It's important to recognize that nobody thinks their beliefs are wrong — that would violate the definition of a belief. Most people who hold fringe beliefs are aware that others do not embrace them — cue the familiar position "Scientists don't accept this idea because they can't fit it into their worldview." In short, when we observe that others disagree with our beliefs, logic mandates that it is they who are wrong. Beliefs are those ideas that we believe to be true. Therefore we cannot accept that a genuinely skeptical process of following the evidence would show our beliefs to be untrue. When someone disputes our beliefs, and claims to have arrived at that conclusion skeptically, we know they're wrong. We determine that their process was not skeptical, but cynical.

So, each week, I get emails from people who tell me I wasn't skeptical enough when I attacked their sacred cow, and that I defaulted to the easy position of cynicism. Had I been more skeptical and open-minded, they say, I would have come to see the truth. I'm cynical about reflexology. I'm cynical about alien visitation. I'm cynical about faith healing or psychic premonition or the value of detox cleanses.

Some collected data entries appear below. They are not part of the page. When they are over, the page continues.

use parking_lot::Mutex;

use super::subscribe::{Subscription, Unsubscribeable};

enum SlotState {
    Empty,
    Held(Subscription),
    Disposed,
}

/// Holds a subscription that may be disposed before it is known.
///
/// A source that terminates synchronously inside `subscribe` asks for disposal
/// before its `Subscription` has been returned. The slot remembers that request
/// and unsubscribes the late subscription as soon as it is stored.
pub(crate) struct SubscriptionSlot {
    state: Mutex<SlotState>,
}

impl SubscriptionSlot {
    pub(crate) fn new() -> Self {
        SubscriptionSlot {
            state: Mutex::new(SlotState::Empty),
        }
    }

    /// Stores `s`, or unsubscribes it right away if the slot was disposed.
    pub(crate) fn set(&self, s: Subscription) {
        let mut state = self.state.lock();
        if let SlotState::Disposed = *state {
            drop(state);
            s.unsubscribe();
            return;
        }
        let previous = std::mem::replace(&mut *state, SlotState::Held(s));
        drop(state);
        if let SlotState::Held(previous) = previous {
            previous.unsubscribe();
        }
    }

    /// Unsubscribes the held subscription. Calling it again is a no-op.
    pub(crate) fn dispose(&self) {
        let previous = std::mem::replace(&mut *self.state.lock(), SlotState::Disposed);
        // Unsubscribe outside the lock, unsubscribe logic may call back into us.
        if let SlotState::Held(s) = previous {
            s.unsubscribe();
        }
    }
}

#[cfg(test)]
mod tests {
    use std::sync::{
        atomic::{AtomicUsize, Ordering},
        Arc,
    };

    use super::*;
    use crate::subscribe::{SubscriptionHandle, UnsubscribeLogic};

    fn counted(count: &Arc<AtomicUsize>) -> Subscription {
        let count = Arc::clone(count);
        Subscription::new(
            UnsubscribeLogic::Logic(Box::new(move || {
                count.fetch_add(1, Ordering::SeqCst);
            })),
            SubscriptionHandle::Nil,
        )
    }

    #[test]
    fn dispose_before_set_unsubscribes_on_set() {
        let count = Arc::new(AtomicUsize::new(0));
        let slot = SubscriptionSlot::new();

        slot.dispose();
        assert_eq!(count.load(Ordering::SeqCst), 0);

        slot.set(counted(&count));
        assert_eq!(count.load(Ordering::SeqCst), 1);

        // Still disposed: later subscriptions are released too.
        slot.set(counted(&count));
        assert_eq!(count.load(Ordering::SeqCst), 2);
    }

    #[test]
    fn dispose_is_idempotent() {
        let count = Arc::new(AtomicUsize::new(0));
        let slot = SubscriptionSlot::new();

        slot.set(counted(&count));
        slot.dispose();
        slot.dispose();

        assert_eq!(count.load(Ordering::SeqCst), 1);
    }
}
use rxr_lifecycle::{CorrespondenceTable, CorrespondingEvents, ResolveError};

/// Phases of a typical UI component.
#[derive(Debug, Clone, Copy, PartialEq, Eq, Hash)]
pub enum Phase {
    Create,
    Start,
    Resume,
    Pause,
    Stop,
    Destroy,
}

/// Each phase ends at its counterpart; nothing can be bound once destroyed.
pub fn correspondence() -> CorrespondenceTable<Phase> {
    CorrespondenceTable::builder()
        .map(Phase::Create, Phase::Destroy)
        .map(Phase::Start, Phase::Stop)
        .map(Phase::Resume, Phase::Pause)
        .map(Phase::Pause, Phase::Stop)
        .map(Phase::Stop, Phase::Destroy)
        .terminal(Phase::Destroy)
        .build()
        .unwrap()
}

/// Only knows about `Start`.
pub fn partial_correspondence() -> impl CorrespondingEvents<Phase> {
    |phase: &Phase| -> Result<Phase, ResolveError> {
        match phase {
            Phase::Start => Ok(Phase::Stop),
            other => Err(ResolveError::UnmappablePhase(format!("{other:?}"))),
        }
    }
}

Cynicism is like pornography in that it can be hard to define, but we know it when we see it. It can be defaulting to a position of negativity. It can be the assumption of negative motives. It can mean putting our own position on a pedestal and laughing off every other position. This is when cynicism is the most tempting: we hold a position we know (or believe) to be true, and someone else expresses a position that's the opposite. We tend to react with a negative view toward that person's position, without thinking whether we should question our own position.

There are a number of circumstances in which someone like me, who tries to be responsibly skeptical, gets accused of being only a mere cynic. Obviously one of the circumstances would be when I actually am being cynical. I do it, we all do. More than we should. But when I'm here in my chair, working carefully and double checking myself, never speaking off the cuff and always with a chance to go back and edit myself, it's pretty rare.

But if that is what happened — if a listener caught me asleep at the wheel and being cynical — that still wouldn't make my conclusions wrong. All it would prove is that I just didn't try very hard to make sure it's right.

Another such circumstance under which I am called a cynic is when I voice a conclusion that differs from some listener's preferred conclusion. Calling me a cynic is an easy way to dismiss my process that led me to the unwanted conclusion. It suggests that I just waved my hand at some idea that contradicted my own preferred dogma, and I said some negative stuff about it. You see, if my negativity toward the idea is due to mere cynicism rather than to responsible skepticism, the door is left open for the idea to still meet scientific standards. So leveling that charge against me is a pretty attractive prospect.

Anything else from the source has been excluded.